Pandit Shankar Ghosh (10 October 1935 – 22 January 2016) was an Indian tabla player from the Farukhabad gharana of Hindustani classical music. He was an occasional Hindustani classical singer where he followed the Patiala gharana.

He was awarded the 1999-2000 Sangeet Natak Akademi Award in Tabla, the highest Indian recognition given to practicing artists, by Sangeet Natak Akademi, India's National Academy of Music, Dance & Drama.
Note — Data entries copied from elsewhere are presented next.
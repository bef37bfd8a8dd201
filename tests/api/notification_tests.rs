//! Notification API Tests

use axum::http::StatusCode;
use serde_json::{json, Value};
use uuid::Uuid;

use nearby_realtime::domain::Notification;

use crate::common::{token_for, MockMessages, MockNotifications, TestApp};

#[tokio::test]
async fn test_create_notification() {
    let mut notifications = MockNotifications::new();
    notifications
        .expect_create()
        .withf(|n| n.user_id == 42 && n.kind == "connection_request")
        .times(1)
        .returning(|n| Ok(n.clone()));
    let app = TestApp::new(MockMessages::new(), notifications);

    let response = app
        .server
        .post("/api/v1/users/42/notifications")
        .authorization_bearer(token_for(1))
        .json(&json!({
            "kind": "connection_request",
            "title": "Maya wants to connect",
            "data": {"fromUserId": 1}
        }))
        .await;

    response.assert_status(StatusCode::CREATED);
    let body: Value = response.json();
    assert_eq!(body["read"], false);
    assert_eq!(body["data"]["fromUserId"], 1);
    assert!(body.get("body").is_none());
}

#[tokio::test]
async fn test_create_notification_for_me() {
    let mut notifications = MockNotifications::new();
    notifications
        .expect_create()
        .withf(|n| n.user_id == 7 && n.kind == "reminder")
        .times(1)
        .returning(|n| Ok(n.clone()));
    let app = TestApp::new(MockMessages::new(), notifications);

    let response = app
        .server
        .post("/api/v1/users/@me/notifications")
        .authorization_bearer(token_for(7))
        .json(&json!({"kind": "reminder", "title": "Meetup starts soon"}))
        .await;

    response.assert_status(StatusCode::CREATED);
    let body: Value = response.json();
    assert_eq!(body["kind"], "reminder");
}

#[tokio::test]
async fn test_create_notification_rejects_bad_user_id() {
    let app = TestApp::new(MockMessages::new(), MockNotifications::new());

    let response = app
        .server
        .post("/api/v1/users/someone/notifications")
        .authorization_bearer(token_for(1))
        .json(&json!({"kind": "reminder", "title": "x"}))
        .expect_failure()
        .await;

    response.assert_status(StatusCode::BAD_REQUEST);
}

#[tokio::test]
async fn test_list_unread_notifications() {
    let mut notifications = MockNotifications::new();
    notifications
        .expect_find_by_user()
        .withf(|user_id, unread_only, limit| *user_id == 9 && *unread_only && *limit == 10)
        .times(1)
        .returning(|user_id, _, _| {
            Ok(vec![Notification::new(
                user_id,
                "event_invite".into(),
                "Sunset hike".into(),
                None,
                None,
            )])
        });
    let app = TestApp::new(MockMessages::new(), notifications);

    let response = app
        .server
        .get("/api/v1/users/@me/notifications")
        .add_query_param("unread_only", true)
        .add_query_param("limit", 10)
        .authorization_bearer(token_for(9))
        .await;

    response.assert_status_ok();
    let body: Vec<Value> = response.json();
    assert_eq!(body.len(), 1);
    assert_eq!(body[0]["kind"], "event_invite");
}

#[tokio::test]
async fn test_mark_read() {
    let id = Uuid::now_v7();
    let mut notifications = MockNotifications::new();
    notifications
        .expect_mark_read()
        .withf(move |user_id, nid| *user_id == 9 && *nid == id)
        .times(1)
        .returning(|_, _| Ok(true));
    let app = TestApp::new(MockMessages::new(), notifications);

    let response = app
        .server
        .post(&format!("/api/v1/users/@me/notifications/{}/read", id))
        .authorization_bearer(token_for(9))
        .await;

    response.assert_status(StatusCode::NO_CONTENT);
}

#[tokio::test]
async fn test_mark_read_unknown_is_not_found() {
    let mut notifications = MockNotifications::new();
    notifications
        .expect_mark_read()
        .returning(|_, _| Ok(false));
    let app = TestApp::new(MockMessages::new(), notifications);

    let response = app
        .server
        .post(&format!(
            "/api/v1/users/@me/notifications/{}/read",
            Uuid::now_v7()
        ))
        .authorization_bearer(token_for(9))
        .expect_failure()
        .await;

    response.assert_status(StatusCode::NOT_FOUND);
}
//! Realtime Fan-Out Relay
//!
//! Lets an event raised on one server instance reach WebSocket clients
//! attached to any other instance.
//!
//! ```text
//! instance N                      broker                     instance M
//! ----------                      ------                     ----------
//! local emit
//! publish(ch, payload) ──> ns:ch {payload, origin=N, ts} ──> receive
//!                                   │                          origin != M
//!                                   └──> receive on N           └─> handlers(ch)
//!                                         origin == N: dropped
//! ```
//!
//! Without a broker the relay runs in single-instance mode: publishing is a
//! no-op and local delivery is unaffected.

mod handler;
mod registry;
mod service;

pub use handler::{Delivery, EventHandler, SubscriptionId};
pub use service::{Disposition, PublishOutcome, RealtimeRelay};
He was at the ICU of the super-speciality hospital on E M Bypass, since mid-December and underwent angioplasty on 14 December 2015. He had been admitted to the hospital following heart ailments, was in coma for past 40 days and died on 22 January 2016.

Early life and training
He started learning training taleem in 1953 under Jnan Prakash Ghosh of Calcutta (now Kolkata), who pioneered the concept of tabla ensembles, which employed numerous tabla players playing the same pieces; a tradition later taken forward by Shankar himself.

Career
He started touring the US in 1960s with sarod maestro, Ustad Ali Akbar Khan and won rave reviews, and over the years he toured with Pandit Ravi Shankar, Ustad Vilayat Khan, Pandit Nikhil Banerjee, Sharan Rani, Pandit V. G. Jog. In India he has performed with vocalists such as Ustad Bade Ghulam Ali Khan, Pandit Omkarnath Thakur, Pandit  Vinayakrao Patwardhan, Girija Devi and Smt. Akhtari Bai. During his stay abroad he also collaborated with artists like Greg Ellis, Pete Lockett and John Bergamo.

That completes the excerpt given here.